BuildKite agent repo doesn't let contributors view CI runs or run CI jobs w/o approval

[artem-zinnatullin]

Hi BuildKite team,

I'm contributing something to the agent #1878 and there are two issues from contributor perspective:

1. I can't view CI runs on the repo, it says "You must log in to see this page", but this is an open source project and arguably anyone should be able to view CI logs, like they're in for example Bazel repo with BuildKite CI
2. CI jobs are not running on my newly created PR, perhaps you need to approve my user first to allow CI runs on my PRs which is again not really expected on properly configured open source projects, just split the jobs with credentials injected into separate ones that can only run on your own branches.

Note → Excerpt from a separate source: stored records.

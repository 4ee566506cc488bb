//! EIP-712 typed structs signed by permit holders.
//!
//! Both flavours are named `Permit` on-chain, so each lives in its own module.
//! The struct name and field order are part of the type hash.

/// EIP-2612 permit, also used by UNI-style tokens.
pub mod eip2612 {
    use alloy_sol_types::sol;

    sol! {
        /// `Permit(address owner,address spender,uint256 value,uint256 nonce,uint256 deadline)`
        #[derive(Debug, PartialEq, Eq)]
        struct Permit {
            address owner;
            address spender;
            uint256 value;
            uint256 nonce;
            uint256 deadline;
        }
    }
}

/// DAI-style permit (boolean allowance instead of an amount).
pub mod dai {
    use alloy_sol_types::sol;

    sol! {
        /// `Permit(address holder,address spender,uint256 nonce,uint256 expiry,bool allowed)`
        #[derive(Debug, PartialEq, Eq)]
        struct Permit {
            address holder;
            address spender;
            uint256 nonce;
            uint256 expiry;
            bool allowed;
        }
    }
}
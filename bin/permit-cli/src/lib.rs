pub mod config;

use crate::config::{Config, TokenConfig};
use alloy_primitives::{Address, Bytes, B256, U256};
use alloy_signer_local::PrivateKeySigner;
use artifact::{ArtifactRegistry, ContractArtifact};
use client::{token::TokenReader, RemoteSigner};
use permit::{
    calldata::BridgeDeposit, PermitBuilder, PermitKind, PermitRequest, PermitSignature,
    PermitSigner, SignerError, SigningPayload,
};
use serde::Serialize;
use std::path::Path;
use tracing::{info, warn};

/// Signing capability selected from the CLI flags and config.
pub enum CliSigner {
    Local(PrivateKeySigner),
    Remote(RemoteSigner),
}

impl CliSigner {
    /// Prefer a local key; fall back to the configured signer-proxy.
    pub fn from_config(config: &Config, private_key: Option<&str>) -> eyre::Result<Self> {
        if let Some(key) = private_key {
            return Ok(Self::Local(client::local_signer(key)?));
        }

        match (&config.signer_proxy_url, config.signer_address) {
            (Some(url), Some(address)) => Ok(Self::Remote(RemoteSigner::new(url, address))),
            (Some(_), None) => {
                eyre::bail!("signer_proxy_url is set but signer_address is missing")
            }
            _ => eyre::bail!("no signer: pass --private-key or configure signer_proxy_url"),
        }
    }
}

impl PermitSigner for CliSigner {
    fn address(&self) -> Address {
        match self {
            Self::Local(signer) => signer.address(),
            Self::Remote(signer) => signer.address(),
        }
    }

    async fn sign_permit(
        &self,
        payload: &SigningPayload,
    ) -> Result<alloy_primitives::Signature, SignerError> {
        match self {
            Self::Local(signer) => signer.sign_permit(payload).await,
            Self::Remote(signer) => signer.sign_permit(payload).await,
        }
    }
}

/// Arguments of a single permit.
#[derive(Debug, Clone)]
pub struct SignArgs {
    pub token: String,
    /// Defaults to the bridge on the token's layer
    pub spender: Option<Address>,
    pub value: U256,
    /// Read from the token when absent
    pub nonce: Option<U256>,
    pub deadline: U256,
    /// Also encode a `bridgeAsset` deposit
    pub bridge: bool,
    /// Deposit destination, defaults to the other side of the bridge; implies `bridge`
    pub destination_network: Option<u32>,
    /// Deposit amount; required for DAI permits, must equal `value` otherwise
    pub amount: Option<U256>,
}

/// Everything `permit sign` reports.
#[derive(Debug, Serialize)]
#[serde(rename_all = "camelCase")]
pub struct SignOutput {
    pub request: PermitRequest,
    pub signature: PermitSignature,
    pub permit_data: Bytes,
    #[serde(skip_serializing_if = "Option::is_none")]
    pub bridge_calldata: Option<Bytes>,
}

/// Assemble a permit request for a configured token.
pub fn permit_request(
    config: &Config,
    token: &TokenConfig,
    owner: Address,
    spender: Address,
    value: U256,
    nonce: U256,
    deadline: U256,
) -> PermitRequest {
    PermitRequest {
        token_address: token.address,
        chain_id: config.network_config().chain_id(token.layer),
        owner,
        spender,
        value,
        nonce,
        deadline,
        token_name: token.name.clone(),
        token_version: token.version.clone(),
        kind: token.kind,
    }
}

/// Deposit the bridge accepts for `request`.
///
/// The bridge only forwards permits whose spender is itself, checks that an
/// EIP-2612 permit's value equals the deposited amount, and rejects deposits to
/// its own network.
pub fn bridge_deposit(
    config: &Config,
    token: &TokenConfig,
    request: &PermitRequest,
    destination_network: Option<u32>,
    amount: Option<U256>,
) -> eyre::Result<BridgeDeposit> {
    let network = config.network_config();

    let bridge = network.bridge(token.layer);
    if request.spender != bridge {
        eyre::bail!(
            "permit spender {} is not the bridge {}, bridgeAsset would revert",
            request.spender,
            bridge
        );
    }

    let origin = network.network_id(token.layer);
    let destination_network =
        destination_network.unwrap_or_else(|| network.network_id(token.layer.counterpart()));
    if destination_network == origin {
        eyre::bail!("destination network {destination_network} is the origin network");
    }

    let amount = match request.kind {
        PermitKind::Dai => {
            if request.value.is_zero() {
                eyre::bail!("a revoking DAI permit cannot pay for a deposit");
            }
            amount.ok_or_else(|| eyre::eyre!("--amount is required for DAI permits"))?
        }
        PermitKind::Eip2612 | PermitKind::Uni => match amount {
            None => request.value,
            Some(amount) if amount == request.value => amount,
            Some(amount) => {
                eyre::bail!(
                    "deposit amount {amount} must equal the permit value {}",
                    request.value
                )
            }
        },
    };

    Ok(BridgeDeposit {
        destination_network,
        destination_address: request.owner,
        amount,
        token: token.address,
        force_update_global_exit_root: true,
    })
}

/// Build and sign a permit, optionally wrapping it in a bridge deposit.
pub async fn sign_permit<S>(
    config: &Config,
    signer: &S,
    args: SignArgs,
) -> eyre::Result<SignOutput>
where
    S: PermitSigner,
{
    let token = config.token(&args.token)?;
    let network = config.network_config();
    let owner = signer.address();
    let spender = args.spender.unwrap_or_else(|| network.bridge(token.layer));

    let nonce = match args.nonce {
        Some(nonce) => nonce,
        None => {
            let rpc_url = config.rpc_url(token.layer).ok_or_else(|| {
                eyre::eyre!(
                    "--nonce is required when no {:?} rpc url is configured",
                    token.layer
                )
            })?;
            let provider = client::create_provider(rpc_url).await?;
            let nonce = TokenReader::new(provider)
                .permit_nonce(token.address, owner)
                .await?;
            info!(%owner, %nonce, "Fetched permit nonce");
            nonce
        }
    };

    let request = permit_request(
        config,
        token,
        owner,
        spender,
        args.value,
        nonce,
        args.deadline,
    );
    // Deposit is validated before the signer is asked
    let deposit = if args.bridge || args.destination_network.is_some() {
        Some(bridge_deposit(
            config,
            token,
            &request,
            args.destination_network,
            args.amount,
        )?)
    } else {
        None
    };

    let signature = PermitBuilder::new().build(&request, signer).await?;
    let permit_data = signature.permit_calldata(&request)?;
    let bridge_calldata = deposit.map(|deposit| deposit.calldata(permit_data.clone()));

    info!(
        token = %args.token,
        owner = %owner,
        spender = %spender,
        digest = %signature.digest,
        "Permit signed"
    );

    Ok(SignOutput {
        request,
        signature,
        permit_data,
        bridge_calldata,
    })
}

/// Locally reconstructed domain separator, and the deployed one when reachable.
#[derive(Debug, Serialize)]
#[serde(rename_all = "camelCase")]
pub struct DomainReport {
    pub token: Address,
    pub chain_id: u64,
    pub local: B256,
    #[serde(skip_serializing_if = "Option::is_none")]
    pub on_chain: Option<B256>,
    #[serde(skip_serializing_if = "Option::is_none")]
    pub on_chain_name: Option<String>,
}

impl DomainReport {
    /// `None` when no RPC url is configured or the on-chain read failed.
    pub fn matches(&self) -> Option<bool> {
        self.on_chain.map(|on_chain| on_chain == self.local)
    }
}

/// Compare the configured domain of `symbol` with the deployed contract.
pub async fn check_domain(config: &Config, symbol: &str) -> eyre::Result<DomainReport> {
    let token = config.token(symbol)?;
    let request = permit_request(
        config,
        token,
        Address::ZERO,
        Address::ZERO,
        U256::ZERO,
        U256::ZERO,
        U256::ZERO,
    );
    let local = permit::typed_data::permit_domain(&request).separator();

    let mut report = DomainReport {
        token: token.address,
        chain_id: request.chain_id,
        local,
        on_chain: None,
        on_chain_name: None,
    };

    if let Some(rpc_url) = config.rpc_url(token.layer) {
        let provider = client::create_provider(rpc_url).await?;
        let reader = TokenReader::new(provider);

        match reader.domain_separator(token.address).await {
            Ok(separator) => report.on_chain = Some(separator),
            Err(e) => warn!(token = %symbol, "Failed to read DOMAIN_SEPARATOR: {}", e),
        }
        match reader.token_name(token.address).await {
            Ok(name) => report.on_chain_name = Some(name),
            Err(e) => warn!(token = %symbol, "Failed to read token name: {}", e),
        }

        if report.matches() == Some(false) {
            warn!(
                token = %symbol,
                local = %local,
                on_chain = ?report.on_chain,
                on_chain_name = ?report.on_chain_name,
                "Configured domain does not match the token; permits will be rejected"
            );
        }
    }

    Ok(report)
}

/// Short description of a loaded artifact.
#[derive(Debug, Serialize)]
#[serde(rename_all = "camelCase")]
pub struct ArtifactSummary {
    pub contract_name: String,
    pub functions: Vec<String>,
    pub events: Vec<String>,
    pub bytecode_size: usize,
    pub deployable: bool,
}

impl From<&ContractArtifact> for ArtifactSummary {
    fn from(artifact: &ContractArtifact) -> Self {
        Self {
            contract_name: artifact.contract_name.clone(),
            functions: artifact
                .abi
                .functions()
                .map(|function| function.signature())
                .collect(),
            events: artifact
                .abi
                .events()
                .map(|event| event.signature())
                .collect(),
            bytecode_size: artifact.bytecode.len(),
            deployable: artifact.is_deployable(),
        }
    }
}

/// Load the artifacts in `dir` and summarize `name`.
pub fn artifact_summary(dir: impl AsRef<Path>, name: &str) -> eyre::Result<ArtifactSummary> {
    let registry = ArtifactRegistry::from_dir(dir)?;
    let artifact = registry.get(name)?;

    Ok(ArtifactSummary::from(artifact))
}

/// Parse a decimal or 0x-prefixed 256-bit integer.
pub fn parse_u256(value: &str) -> Result<U256, String> {
    value
        .parse()
        .map_err(|e| format!("invalid integer {value}: {e}"))
}
//! ABI encoding of signed permits.
//!
//! The bridge's `bridgeAsset(..., permitData)` forwards `permitData` verbatim
//! to the token, so it has to be a complete `permit(...)` call including the
//! selector.

use crate::{
    error::PermitError,
    request::{PermitKind, PermitRequest},
    signature::PermitSignature,
    typed_data::SigningPayload,
};
use alloy_primitives::{Address, Bytes, U256};
use alloy_sol_types::SolCall;
use binding::{
    bridge::IPolygonZkEVMBridge,
    token::{IDaiPermit, IERC20Permit},
};

/// Encode the token's `permit(...)` call for a signed request.
///
/// The request must hash to the digest the signature was made over, otherwise
/// the token would see a signature for different fields.
pub fn permit_calldata(
    request: &PermitRequest,
    signature: &PermitSignature,
) -> Result<Bytes, PermitError> {
    if SigningPayload::new(request).digest != signature.digest {
        return Err(PermitError::invalid(
            "request does not match the signed permit",
        ));
    }

    let data = match request.kind {
        PermitKind::Dai => IDaiPermit::permitCall {
            holder: request.owner,
            spender: request.spender,
            nonce: request.nonce,
            expiry: request.deadline,
            allowed: request.value == U256::MAX,
            v: signature.v,
            r: signature.r,
            s: signature.s,
        }
        .abi_encode(),
        PermitKind::Eip2612 | PermitKind::Uni => IERC20Permit::permitCall {
            owner: request.owner,
            spender: request.spender,
            value: request.value,
            deadline: request.deadline,
            v: signature.v,
            r: signature.r,
            s: signature.s,
        }
        .abi_encode(),
    };

    Ok(data.into())
}

/// Parameters of a `bridgeAsset` deposit paid for with a permit.
#[derive(Debug, Clone, PartialEq, Eq)]
pub struct BridgeDeposit {
    pub destination_network: u32,
    pub destination_address: Address,
    pub amount: U256,
    pub token: Address,
    pub force_update_global_exit_root: bool,
}

impl BridgeDeposit {
    /// Encode `bridgeAsset` with `permit_data` attached.
    pub fn calldata(&self, permit_data: Bytes) -> Bytes {
        IPolygonZkEVMBridge::bridgeAssetCall {
            destinationNetwork: self.destination_network,
            destinationAddress: self.destination_address,
            amount: self.amount,
            token: self.token,
            forceUpdateGlobalExitRoot: self.force_update_global_exit_root,
            permitData: permit_data,
        }
        .abi_encode()
        .into()
    }
}
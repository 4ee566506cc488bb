use serde::{Deserialize, Serialize};
use std::{fmt, str::FromStr};

/// Contracts exported by the zkEVM contracts package.
#[derive(Debug, Clone, Copy, PartialEq, Eq, PartialOrd, Ord, Hash, Serialize, Deserialize)]
pub enum ContractName {
    PolygonZKEVMBridge,
    PolygonZKEVMGlobalExitRoot,
    PolygonZKEVMGlobalExitRootL2,
    PolygonZKEVM,
    TokenWrapped,
    Verifier,
    // Test variants
    PolygonZKEVMBridgeMock,
    ERC20PermitMock,
    PolygonZKEVMGlobalExitRootL2Mock,
    PolygonZKEVMGlobalExitRootMock,
    PolygonZKEVMMock,
    VerifierRollupHelperMock,
}

impl ContractName {
    pub const ALL: [Self; 12] = [
        Self::PolygonZKEVMBridge,
        Self::PolygonZKEVMGlobalExitRoot,
        Self::PolygonZKEVMGlobalExitRootL2,
        Self::PolygonZKEVM,
        Self::TokenWrapped,
        Self::Verifier,
        Self::PolygonZKEVMBridgeMock,
        Self::ERC20PermitMock,
        Self::PolygonZKEVMGlobalExitRootL2Mock,
        Self::PolygonZKEVMGlobalExitRootMock,
        Self::PolygonZKEVMMock,
        Self::VerifierRollupHelperMock,
    ];

    pub const fn as_str(self) -> &'static str {
        match self {
            Self::PolygonZKEVMBridge => "PolygonZKEVMBridge",
            Self::PolygonZKEVMGlobalExitRoot => "PolygonZKEVMGlobalExitRoot",
            Self::PolygonZKEVMGlobalExitRootL2 => "PolygonZKEVMGlobalExitRootL2",
            Self::PolygonZKEVM => "PolygonZKEVM",
            Self::TokenWrapped => "TokenWrapped",
            Self::Verifier => "Verifier",
            Self::PolygonZKEVMBridgeMock => "PolygonZKEVMBridgeMock",
            Self::ERC20PermitMock => "ERC20PermitMock",
            Self::PolygonZKEVMGlobalExitRootL2Mock => "PolygonZKEVMGlobalExitRootL2Mock",
            Self::PolygonZKEVMGlobalExitRootMock => "PolygonZKEVMGlobalExitRootMock",
            Self::PolygonZKEVMMock => "PolygonZKEVMMock",
            Self::VerifierRollupHelperMock => "VerifierRollupHelperMock",
        }
    }

    /// Whether this is a mock used only in tests.
    pub const fn is_mock(self) -> bool {
        matches!(
            self,
            Self::PolygonZKEVMBridgeMock
                | Self::ERC20PermitMock
                | Self::PolygonZKEVMGlobalExitRootL2Mock
                | Self::PolygonZKEVMGlobalExitRootMock
                | Self::PolygonZKEVMMock
                | Self::VerifierRollupHelperMock
        )
    }
}

impl fmt::Display for ContractName {
    fn fmt(&self, f: &mut fmt::Formatter<'_>) -> fmt::Result {
        f.write_str(self.as_str())
    }
}

/// Error for names that are not exported contracts.
#[derive(Debug, Clone, PartialEq, Eq)]
pub struct UnknownContract(pub String);

impl fmt::Display for UnknownContract {
    fn fmt(&self, f: &mut fmt::Formatter<'_>) -> fmt::Result {
        write!(f, "unknown contract: {}", self.0)
    }
}

impl std::error::Error for UnknownContract {}

impl FromStr for ContractName {
    type Err = UnknownContract;

    fn from_str(s: &str) -> Result<Self, Self::Err> {
        Self::ALL
            .into_iter()
            .find(|name| name.as_str() == s)
            .ok_or_else(|| UnknownContract(s.to_string()))
    }
}

#[cfg(test)]
mod tests {
    use super::*;

    #[test]
    fn test_name_roundtrip() {
        for name in ContractName::ALL {
            assert_eq!(name.to_string().parse::<ContractName>(), Ok(name));
        }
    }

    #[test]
    fn test_unknown_name() {
        assert_eq!(
            "PolygonZkEVMBridge".parse::<ContractName>(),
            Err(UnknownContract("PolygonZkEVMBridge".to_string()))
        );
    }

    #[test]
    fn test_mocks() {
        assert!(ContractName::ERC20PermitMock.is_mock());
        assert!(!ContractName::TokenWrapped.is_mock());
        assert_eq!(
            ContractName::ALL
                .iter()
                .filter(|name| name.is_mock())
                .count(),
            6
        );
    }
}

I find it very much ironic that CI company doesn't have these things properly configured w/ their own CI system on their own open source repo instead of being a goto place of a perfectly configured reference setup w/ best experience for the users 😅

[moskyb]

hi @artem-zinnatullin!

the TL;DR here is that both of these are conscious choices on our end, but that making the agent pipeline publicly viewable is something that we're working towards. for the moment, we don't have any plans to automatically start CI runs on forked repos, however.

To go into a bit more detail:

I can't view CI runs on the repo

as i've said above, this is a choice that we've made, though looking at changing it. at the moment, the agent pipeline has some secret stuff in it that's not fit for human consumption, and we need to carefully go over the build logs to ensure that we're not accidentally leaking anything secret to the public. we'd love to get to this soon, but there's other stuff ahead of this in the queue, and we're not sure when we'll get to it.

CI jobs are not running on my newly created PR

first off, thank you for your PR! it'll make the logs significantly more useful.

this too is a choice that we've made, though not one that we're super likely to revisit in the near future.

the reality here is that people do stupid stuff with open-source CI pipelines all the time - install bitcoin miners, try to steal secrets, all that good stuff. given the throughput of open-source contributions to this repo (2-3 PRs from non-Buildkite staff in a good week?), our time is better spent reviewing opensource contributions (something we do anyway) before we run the CI for them.

the alternative would be to pretty heavily rewrite our CI pipeline, to try to prevent people from doing stupid and/or malicious things, which would be really difficult. determined people can do all sorts of interesting and bad things that we might not predict, so for the forseeable future we're going to stick with manual review and CI kickoff.